W jednym z wywiadów, powiedział Pan, że „barierą w rozwoju OZE jest utrudnione przesyłanie energii z powodu przeciążenia sieci. Przewidywanie produkcji pomoże lepiej nim zarządzać”. Czy modernizacja sieci nie powinna być rozwiązaniem tego problemu? A może jest to bardziej złożony problem, którego rozwiązania w najbliższej przyszłości trudno się spodziewać?

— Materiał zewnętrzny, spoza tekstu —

//! # Tournament Hand History Parsing
//!
//! This module parses one raw hand-history transcript (PokerStars-style
//! tournament format) into a queryable [`Hand`].
//!
//! ## Pipeline
//!
//! - [`Sections`] partitions the raw text on the six literal street markers
//!   (`*** HOLE CARDS ***`, `*** FLOP ***`, ...).
//! - [`extract`] provides the lenient pattern-to-value combinators every
//!   field is built on.
//! - [`Hand`] applies one extraction per field over the right segment, and
//!   memoizes the result for the life of the hand.
//!
//! ## Leniency
//!
//! Hand-history producers vary slightly in their field formats, so a single
//! malformed field must never abort the hand. An unmatched pattern yields the
//! field's default (zero, empty map, or unset) and a value that will not
//! coerce is kept as its raw string. Only structural problems are errors:
//! empty input, or a transcript with no recognizable seat listing.
mod action;
mod betting;
mod errors;
pub mod extract;
mod hand;
mod money;
mod patterns;
mod sections;
mod summary;

pub use action::{Action, Street};
pub use errors::HandParseError;
pub use hand::{Hand, POSITIONS};
pub use money::Money;
pub use sections::Sections;
pub use summary::TournamentSummary;
//! The fixed pattern table for the PokerStars-style tournament grammar.
//!
//! Patterns are compiled once and shared; every field in [`super::hand`] is
//! one of these applied to one section through the [`super::extract`]
//! combinators.

use once_cell::sync::Lazy;
use regex::Regex;

macro_rules! pattern {
    ($name:ident, $re:literal) => {
        pub static $name: Lazy<Regex> = Lazy::new(|| Regex::new($re).unwrap());
    };
}

// Caption fields.
pattern!(SEAT, r"Seat \d+: (?P<player>.+?) \(\$?(?P<stack>[\d,]+)(?: in chips)?\)");
pattern!(LEVEL_BLINDS, r"Level .+? \((?P<sb>\d+)/(?P<bb>\d+)\)");
pattern!(TID, r"Tournament #(?P<tid>\d+)");
pattern!(HID, r"Hand #(?P<hid>\d+)");
pattern!(
    DATETIME,
    r"(?P<datetime>\d{4}/\d{2}/\d{2} \d{1,2}:\d{1,2}:\d{1,2}) ET"
);
pattern!(
    BI_BOUNTY_RAKE,
    r"Tournament #\d+, \$(?P<bi>\d+\.\d+)(?:\+\$(?P<bounty>\d+\.\d+))?\+\$(?P<rake>\d+\.\d+)"
);

// Forced bets, posted before the first decision point.
pattern!(SB_PLAYER, r"(?P<player>.+): posts small");
pattern!(BB_PLAYER, r"(?P<player>.+): posts big");
pattern!(BLINDS, r"(?P<player>.+): posts (?:small|big) blind (?P<bet>\d+)");
pattern!(ANTES, r"(?P<player>.+): posts the ante (?P<bet>\d+)");
pattern!(BLINDS_ANTES, r"(?P<player>.+): posts .*?(?P<bet>\d+)");

// Street action logs. The amount group is optional so that a bare check
// still produces an entry; a raise amount is the raise-to total.
pattern!(ACTIONS, r"(?P<player>.+): (?P<action>calls|raises|bets|folds|checks)");
pattern!(
    ACTION_AMOUNTS,
    r"(?P<player>.+?): (?:calls|raises .*?to|bets|checks)(?: (?P<amount>\d+))?"
);
pattern!(ALL_IN, r"(?P<player>.+?):.* all-in");
pattern!(UNCALLED, r"Uncalled.*\((?P<bet>\d+)\).*to (?P<player>.+)");

// Hole cards and the board. Street segments have their marker literal
// stripped, so the board patterns key on the bracketed card groups alone.
pattern!(HERO, r"Dealt to (?P<hero>.+?) \[(?P<cards>[^\]]+)\]");
pattern!(FLOP, r"\[(?P<flop>[^\]]+)\]");
pattern!(TURN, r"\[[^\]]+\] \[(?P<turn>.{2})\]");
pattern!(RIVER, r"\[[^\]]+\] \[(?P<river>.{2})\]");

// Showdown and summary.
pattern!(CHIP_WON, r"(?P<player>.+?) collected (?P<chipwon>\d+)");
pattern!(
    FINISHES,
    r"(?P<player>.+?) (?:finished.*in (?P<place>\d+)(?:st|nd|rd|th)|wins the tournament)"
);
pattern!(
    PRIZE_WON,
    r"(?P<player>.+?) (?:wins|finished).* and (?:received|receives) \$(?P<prize>\d+\.\d+)"
);
pattern!(BOUNTY_WON, r"(?P<player>.+?) wins the \$(?P<bounty>[\d.]+) bounty");
pattern!(POT_LIST, r"(?:Total|Main|Side) pot(?:-\d)? (?P<pot>\d+)");
pattern!(
    KNOWN_CARDS,
    r"Seat \d+: (?P<player>.+?) (?:\(button\) )?(?:\(small blind\) |\(big blind\) )?showed \[(?P<cards>[^\]]+)\]"
);

// Tournament summary emails (the second transcript kind).
pattern!(TS_FINISHES, r"You finished in (?P<place>\d+)(?:st|nd|rd|th)");
pattern!(TS_PRIZE, r"\d+: (?P<player>.+?) \(.*\), \$(?P<prize>\d+\.\d+)");
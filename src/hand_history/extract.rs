//! Lenient named-group extraction combinators.
//!
//! Every hand field is one application of a combinator in this module: a
//! compiled pattern with named capture groups, a source segment, and an
//! aggregation mode. Coercion failure is never an error; the raw captured
//! text is kept instead, since field formats vary slightly across
//! hand-history producers and one malformed field must not abort the rest of
//! the hand.

use std::collections::HashMap;
use std::ops::Add;

use regex::Regex;

/// One captured value after lenient coercion.
#[derive(Debug, Clone, PartialEq, Eq)]
pub enum Captured<T> {
    /// The group matched and coerced cleanly.
    Value(T),
    /// The group matched but would not coerce; the raw text is kept.
    Raw(String),
    /// The group is optional and did not take part in the match.
    Absent,
}

impl<T> Captured<T> {
    pub fn value(&self) -> Option<&T> {
        match self {
            Captured::Value(v) => Some(v),
            _ => None,
        }
    }

    pub fn into_value(self) -> Option<T> {
        match self {
            Captured::Value(v) => Some(v),
            _ => None,
        }
    }

    pub fn raw(&self) -> Option<&str> {
        match self {
            Captured::Raw(s) => Some(s),
            _ => None,
        }
    }
}

fn coerce_match<T, F>(m: Option<regex::Match<'_>>, coerce: &F) -> Captured<T>
where
    F: Fn(&str) -> Option<T>,
{
    match m {
        None => Captured::Absent,
        Some(m) => match coerce(m.as_str()) {
            Some(v) => Captured::Value(v),
            None => Captured::Raw(m.as_str().to_string()),
        },
    }
}

/// Scalar-first mode: the named group of the first match.
///
/// Returns `None` when the pattern never matches; the caller supplies the
/// field's documented default.
pub fn first<T, F>(re: &Regex, text: &str, group: &str, coerce: F) -> Option<Captured<T>>
where
    F: Fn(&str) -> Option<T>,
{
    re.captures(text)
        .map(|caps| coerce_match(caps.name(group), &coerce))
}

/// List mode: the named group of every match, in order of appearance.
pub fn all<T, F>(re: &Regex, text: &str, group: &str, coerce: F) -> Vec<Captured<T>>
where
    F: Fn(&str) -> Option<T>,
{
    re.captures_iter(text)
        .map(|caps| coerce_match(caps.name(group), &coerce))
        .collect()
}

/// Keyed mode with additive accumulation: repeated keys add their values.
///
/// Supports fields like "total posted amount across multiple posting events".
/// A repeat that did not coerce replaces the accumulated entry rather than
/// poisoning it, mirroring the leniency of the scalar modes.
pub fn keyed_sum<T, F>(
    re: &Regex,
    text: &str,
    key_group: &str,
    value_group: &str,
    coerce: F,
) -> HashMap<String, Captured<T>>
where
    T: Add<Output = T>,
    F: Fn(&str) -> Option<T>,
{
    let mut res: HashMap<String, Captured<T>> = HashMap::new();
    for caps in re.captures_iter(text) {
        let Some(key) = caps.name(key_group) else {
            continue;
        };
        let value = coerce_match(caps.name(value_group), &coerce);
        match (res.remove(key.as_str()), value) {
            (Some(Captured::Value(a)), Captured::Value(b)) => {
                res.insert(key.as_str().to_string(), Captured::Value(a + b));
            }
            (_, value) => {
                res.insert(key.as_str().to_string(), value);
            }
        }
    }
    res
}

/// Keyed mode with sequence accumulation: repeated keys collect every value.
///
/// Supports fields like "all of a player's actions on a street".
pub fn keyed_list<T, F>(
    re: &Regex,
    text: &str,
    key_group: &str,
    value_group: &str,
    coerce: F,
) -> HashMap<String, Vec<Captured<T>>>
where
    F: Fn(&str) -> Option<T>,
{
    let mut res: HashMap<String, Vec<Captured<T>>> = HashMap::new();
    for caps in re.captures_iter(text) {
        let Some(key) = caps.name(key_group) else {
            continue;
        };
        let value = coerce_match(caps.name(value_group), &coerce);
        res.entry(key.as_str().to_string()).or_default().push(value);
    }
    res
}

/// Identity coercion for fields that stay textual.
pub fn as_text(s: &str) -> Option<String> {
    Some(s.to_string())
}

/// Chip-count coercion: plain digits, optionally comma grouped.
pub fn as_chips(s: &str) -> Option<u64> {
    s.replace(',', "").parse().ok()
}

– Niestety to dużo bardziej złożony temat. Energia elektryczna to nie coś, co możemy wyprodukować na zapas, czy odłożyć na moment do „wiaderka”. Na chwilę obecną jesteśmy świadkami transformacji polegającej na decentralizacji źródeł wytwórczych w sieci energetycznej. Dawniej mieliśmy tylko elektrownie zawodowe, które dostarczały energię elektryczną do każdego domu w Polsce. Dziś coraz więcej z nas staje się producentami prądu. Boom instalacji fotowoltaicznych odczuł chyba każdy choćby odbierając telefon z jedyną, wyjątkową ofertą na fotowoltaikę, z której grzech nie skorzystać. No i tu rodzi się wyzwanie. To zupełnie nowa sytuacja, która nie była brana pod uwagę w czasie budowy systemu energetycznego. Podsumowując, lokalne bilansowanie to wyzwanie, z którym przychodzi nam się zmierzyć już dziś. Im więcej energii „zamkniemy” lokalnie, w postaci chociażby spółdzielni energetycznej – działającej na wzór spółdzielni mieszkaniowej – tym więcej korzyści osiągniemy dla siebie i systemu przesyłowego.